HAMER CALLS FOR EXPERIENCED OFFICIALS FOR BIG LOWER LEAGUE GAMES

Bristol Rovers' Chairman to give his views to The Football League...

STEVE Hamer insists The Football League should take more care to ensure games like local derbies and promotion battles are controlled by experienced referees.

It is a point the Bristol Rovers chairman intends to make when meeting his counterparts from around the country at this summer’s conference of Football League chairmen.

Pirates boss Darrell Clarke was left “pig-sick” by decisions, including two penalty awards, he felt went against his side during last weekend’s 3-2 defeat at Plymouth Argyle.

The man with the whistle was John Brooks, from Leicestershire, in only his second season as a Football League referee, experience Hamer believes was insufficient for what was always going to be a volatile atmosphere.

Rather than aim criticism directly at Brooks, Steve told me the system was at fault in not paying sufficient attention to refereeing appointments.

He said: “It was a cracking game, with two teams really committed to getting a result, but I think the occasion and near full-house got to the referee.

“If not a Championship official, the match should have been allocated to an experienced one from the lower divisions of at least four or five years standing.

“My view is that there should be a probationary period for new officials during which they cut their teeth at the smaller clubs and grounds.

“I have been around long enough not to blame results on penalties which are given or turned down. But I will be raising this matter at the Chairman’s Conference because it cannot be in the best interests of the game.”

Apart from what they viewed as soft penalties, Rovers felt Brooks should have sent off Plymouth match winner Graham Carey for kicking the ball away to delay play restarting, having already been booked.

But Hamer prefers to concentrate on the wider issue. “If referees new to The Football League list had two or three years officiating at clubs like Newport County, Morecambe, Crawley Town and others, it would give them an opportunity to get a feel of it,” he said. “You don’t pass your driving test at 17 and immediately climb on board a Ferrari. Yet inexperienced referees are being handed games of huge importance.

“There is an argument that how can they be expected to learn without big matches. But I think they ould benefit as much as anyone through being introduced to them more gradually.

“Local derbies tend to be humdingers, as do games with promotion and relegation at stake. They have to be allocated experienced officials.

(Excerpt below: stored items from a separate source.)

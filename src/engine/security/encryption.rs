//! Field Encryption
//!
//! AES-256-GCM over individual record fields. Ciphertext is stored as
//! `encrypted:` followed by base64(nonce || ciphertext || tag), so encrypted
//! values are recognizable and carry their own nonce.

use aes_gcm::{aead::Aead, Aes256Gcm, KeyInit};
use base64::{engine::general_purpose::STANDARD, Engine as _};
use serde_json::Value;
use tracing::warn;

use crate::engine::canonical::Record;
use crate::engine::error::{EngineError, Result};

pub const KEY_ENV_VAR: &str = "POLYDB_ENCRYPTION_KEY";
pub const CIPHERTEXT_PREFIX: &str = "encrypted:";
pub const KEY_LENGTH: usize = 32;
pub const NONCE_LENGTH: usize = 12;

pub struct FieldEncryption {
    cipher: Aes256Gcm,
}

impl FieldEncryption {
    pub fn new(key: &[u8]) -> Result<Self> {
        if key.len() != KEY_LENGTH {
            return Err(EngineError::Encryption(format!(
                "key must be {} bytes, got {}",
                KEY_LENGTH,
                key.len()
            )));
        }
        let cipher = Aes256Gcm::new_from_slice(key)
            .map_err(|e| EngineError::Encryption(format!("invalid key: {}", e)))?;
        Ok(Self { cipher })
    }

    /// Key from a base64 string
    pub fn from_base64(encoded: &str) -> Result<Self> {
        let key = STANDARD
            .decode(encoded.trim())
            .map_err(|e| EngineError::Encryption(format!("key is not valid base64: {}", e)))?;
        Self::new(&key)
    }

    /// Key from `POLYDB_ENCRYPTION_KEY`. `None` when the variable is unset.
    pub fn from_env() -> Result<Option<Self>> {
        match std::env::var(KEY_ENV_VAR) {
            Ok(encoded) => Self::from_base64(&encoded).map(Some),
            Err(_) => Ok(None),
        }
    }

    /// Fresh random key, base64 encoded
    pub fn generate_key() -> Result<String> {
        let mut key = [0u8; KEY_LENGTH];
        getrandom::fill(&mut key).map_err(|e| EngineError::Encryption(format!("rng failure: {}", e)))?;
        Ok(STANDARD.encode(key))
    }

    pub fn is_encrypted(value: &Value) -> bool {
        value.as_str().map(|s| s.starts_with(CIPHERTEXT_PREFIX)).unwrap_or(false)
    }

    /// Encrypt one value. The plaintext is the value's JSON text, so its type
    /// survives the round trip.
    pub fn encrypt_value(&self, value: &Value) -> Result<Value> {
        let plaintext = serde_json::to_string(value)?;

        let mut nonce = [0u8; NONCE_LENGTH];
        getrandom::fill(&mut nonce).map_err(|e| EngineError::Encryption(format!("rng failure: {}", e)))?;

        let sealed = self
            .cipher
            .encrypt(&nonce.into(), plaintext.as_bytes())
            .map_err(|_| EngineError::Encryption("encryption failed".into()))?;

        let mut combined = Vec::with_capacity(NONCE_LENGTH + sealed.len());
        combined.extend_from_slice(&nonce);
        combined.extend_from_slice(&sealed);
        Ok(Value::String(format!("{}{}", CIPHERTEXT_PREFIX, STANDARD.encode(combined))))
    }

    /// Decrypt one value. Plaintext passes through; a value that fails to
    /// decrypt (wrong key, corruption) is returned as stored. Plaintext that is
    /// not JSON comes back as a string.
    pub fn decrypt_value(&self, value: Value) -> Value {
        let Some(encoded) = value.as_str().and_then(|s| s.strip_prefix(CIPHERTEXT_PREFIX)) else {
            return value;
        };
        match self.open(encoded) {
            Ok(plaintext) => serde_json::from_str(&plaintext).unwrap_or(Value::String(plaintext)),
            Err(e) => {
                warn!(error = %e, "field decryption failed, returning stored value");
                value
            }
        }
    }

    fn open(&self, encoded: &str) -> Result<String> {
        let combined = STANDARD
            .decode(encoded)
            .map_err(|e| EngineError::Encryption(format!("invalid ciphertext encoding: {}", e)))?;
        if combined.len() < NONCE_LENGTH {
            return Err(EngineError::Encryption("ciphertext too short".into()));
        }
        let (nonce, sealed) = combined.split_at(NONCE_LENGTH);
        let nonce: [u8; NONCE_LENGTH] = nonce
            .try_into()
            .map_err(|_| EngineError::Encryption("invalid nonce".into()))?;

        let plaintext = self
            .cipher
            .decrypt(&nonce.into(), sealed)
            .map_err(|_| EngineError::Encryption("authentication failed".into()))?;
        String::from_utf8(plaintext).map_err(|e| EngineError::Encryption(format!("plaintext is not utf-8: {}", e)))
    }

    /// Encrypt the listed fields in place. Null and absent fields are skipped,
    /// and already-encrypted values are left alone.
    pub fn encrypt_fields(&self, record: &mut Record, fields: &[String]) -> Result<()> {
        for field in fields {
            if let Some(value) = record.get_mut(field) {
                if value.is_null() || Self::is_encrypted(value) {
                    continue;
                }
                *value = self.encrypt_value(value)?;
            }
        }
        Ok(())
    }

    pub fn decrypt_fields(&self, record: &mut Record, fields: &[String]) {
        for field in fields {
            if let Some(value) = record.get_mut(field) {
                *value = self.decrypt_value(value.take());
            }
        }
    }
}

#[cfg(test)]
mod tests {
    use super::*;
    use serde_json::json;

    fn encryption() -> FieldEncryption {
        FieldEncryption::from_base64(&FieldEncryption::generate_key().unwrap()).unwrap()
    }

    #[test]
    fn test_string_roundtrip() {
        let enc = encryption();
        let sealed = enc.encrypt_value(&json!("4111-1111")).unwrap();
        assert!(FieldEncryption::is_encrypted(&sealed));
        assert_ne!(sealed, json!("4111-1111"));
        assert_eq!(enc.decrypt_value(sealed), json!("4111-1111"));
    }

    #[test]
    fn test_structured_values_roundtrip() {
        let enc = encryption();
        for value in [json!(42), json!({"a": [1, 2]}), json!(true)] {
            let sealed = enc.encrypt_value(&value).unwrap();
            assert_eq!(enc.decrypt_value(sealed), value);
        }
    }

    #[test]
    fn test_nonce_is_fresh() {
        let enc = encryption();
        let a = enc.encrypt_value(&json!("same")).unwrap();
        let b = enc.encrypt_value(&json!("same")).unwrap();
        assert_ne!(a, b);
    }

    #[test]
    fn test_wrong_key_returns_stored_value() {
        let sealed = encryption().encrypt_value(&json!("secret")).unwrap();
        let other = encryption();
        assert_eq!(other.decrypt_value(sealed.clone()), sealed);
        assert_eq!(other.decrypt_value(json!("plain")), json!("plain"));
    }

    #[test]
    fn test_fields_in_place() {
        let enc = encryption();
        let fields = vec!["ssn".to_string(), "note".to_string()];
        let mut record = json!({"ssn": "123", "note": null, "name": "x"}).as_object().cloned().unwrap();

        enc.encrypt_fields(&mut record, &fields).unwrap();
        assert!(FieldEncryption::is_encrypted(&record["ssn"]));
        assert!(record["note"].is_null());
        assert_eq!(record["name"], "x");

        enc.decrypt_fields(&mut record, &fields);
        assert_eq!(record["ssn"], "123");
    }

    #[test]
    fn test_bad_key_length() {
        assert!(matches!(FieldEncryption::new(&[0u8; 16]), Err(EngineError::Encryption(_))));
        assert!(FieldEncryption::from_base64("!!!").is_err());
    }
}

“The Football League needs to wake up to the fact that certain fixtures have a sensitivity that does not make them appropriate for referees just making their way in the game.

“Not everyone will agree with me, but I know I am not alone in holding this view. It is not a bellyache over what happened at Plymouth, but a genuine concern.

“If I had to use one word to describe the referee last weekend it would be ‘unreliable’ and I think that was due to his inexperience. The atmosphere took him by surprise.”

Brooks has actually taken charge of three Championship matches this season, at Reading, Sunderland and Ipswich. In all, he had controlled 62 Football League games going into this weekend’s fixtures – 34 in League One and 25 in League Two.